Sickling Test, Whole Blood

What it is

The Sickling Test, Whole Blood is a laboratory screening test used to detect the presence of sickle-shaped red blood cells caused by abnormal hemoglobin (HbS). When exposed to low oxygen conditions or certain chemical agents, red blood cells containing HbS become crescent or sickle-shaped instead of the normal round shape. This test helps in identifying sickle cell disease and sickle cell trait.

Uses

This test is used to:

• Screen for sickle cell disease (homozygous HbSS).
• Detect sickle cell trait (heterozygous HbAS) in carriers.
• Differentiate between normal hemoglobin and sickle hemoglobin.
• Support clinical diagnosis of patients with anemia or vaso-occlusive symptoms.
• Assist in population screening programs in areas where sickle cell disease is common.

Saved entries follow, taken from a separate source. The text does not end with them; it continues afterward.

//! Calendar event snapshot and reminder anchoring.

use std::fmt;
use std::str::FromStr;

use chrono::{DateTime, Utc};
use serde::{Deserialize, Serialize};

use crate::error::ValidationError;

/// Selects which edge of an event the reminder is measured against.
#[derive(Debug, Clone, Copy, PartialEq, Eq, Hash, Default, Serialize, Deserialize)]
#[serde(rename_all = "snake_case")]
pub enum ReminderMode {
    /// Remind ahead of the event's start.
    #[default]
    BeforeStart,
    /// Remind ahead of the event's end.
    BeforeEnd,
}

impl ReminderMode {
    pub fn as_str(&self) -> &'static str {
        match self {
            Self::BeforeStart => "before_start",
            Self::BeforeEnd => "before_end",
        }
    }
}

impl fmt::Display for ReminderMode {
    fn fmt(&self, f: &mut fmt::Formatter<'_>) -> fmt::Result {
        f.write_str(self.as_str())
    }
}

impl FromStr for ReminderMode {
    type Err = ValidationError;

    fn from_str(s: &str) -> Result<Self, Self::Err> {
        match s.trim().to_ascii_lowercase().replace('-', "_").as_str() {
            "before_start" | "start" => Ok(Self::BeforeStart),
            "before_end" | "end" => Ok(Self::BeforeEnd),
            other => Err(ValidationError::InvalidValue {
                field: "mode".to_string(),
                message: format!("expected before_start or before_end, got '{other}'"),
            }),
        }
    }
}

/// A single concrete calendar occurrence, as returned by an event source.
///
/// Construct through [`Event::new`]; it enforces `start <= end`.
#[derive(Debug, Clone, PartialEq, Eq, Serialize, Deserialize)]
pub struct Event {
    /// Stable identifier of the calendar entry.
    pub id: String,
    pub start: DateTime<Utc>,
    pub end: DateTime<Utc>,
    pub title: String,
    pub location: String,
    pub status: String,
}

impl Event {
    /// Build an event, rejecting inverted time ranges.
    pub fn new(
        id: impl Into<String>,
        start: DateTime<Utc>,
        end: DateTime<Utc>,
    ) -> Result<Self, ValidationError> {
        if end < start {
            return Err(ValidationError::InvalidTimeRange { start, end });
        }
        Ok(Self {
            id: id.into(),
            start,
            end,
            title: String::new(),
            location: String::new(),
            status: String::new(),
        })
    }

    pub fn with_title(mut self, title: impl Into<String>) -> Self {
        self.title = title.into();
        self
    }

    pub fn with_location(mut self, location: impl Into<String>) -> Self {
        self.location = location.into();
        self
    }

    pub fn with_status(mut self, status: impl Into<String>) -> Self {
        self.status = status.into();
        self
    }

    /// The instant the lead time is measured against.
    pub fn anchor(&self, mode: ReminderMode) -> DateTime<Utc> {
        match mode {
            ReminderMode::BeforeStart => self.start,
            ReminderMode::BeforeEnd => self.end,
        }
    }

    /// Whether the anchored edge is still ahead of (or at) `now`.
    pub fn is_pending(&self, now: DateTime<Utc>, mode: ReminderMode) -> bool {
        self.anchor(mode) >= now
    }
}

Symptoms / Conditions That May Lead to the Test

Doctors may recommend this test if you have:

• Unexplained anemia, fatigue, or weakness.
• Episodes of severe pain (vaso-occlusive crisis).
• History of recurrent infections.
• Delayed growth or developmental issues in children.
• Family history of sickle cell disease or carrier status.

Abnormal Results

• Positive Sickling Test: Indicates the presence of HbS. A positive result may suggest sickle cell disease or sickle cell trait. Further confirmatory tests such as hemoglobin electrophoresis or DNA analysis are required for definitive diagnosis.
• Negative Sickling Test: Suggests absence of sickle hemoglobin. The person is unlikely to have sickle cell disease or trait.

Because the sickling test is a screening tool, confirmatory testing is always recommended for accurate diagnosis.

Risks

The test requires a blood sample. Risks are minimal and may include:

• Mild pain or discomfort at the puncture site.
• Minor bruising or bleeding.
• Rare dizziness or fainting after blood draw.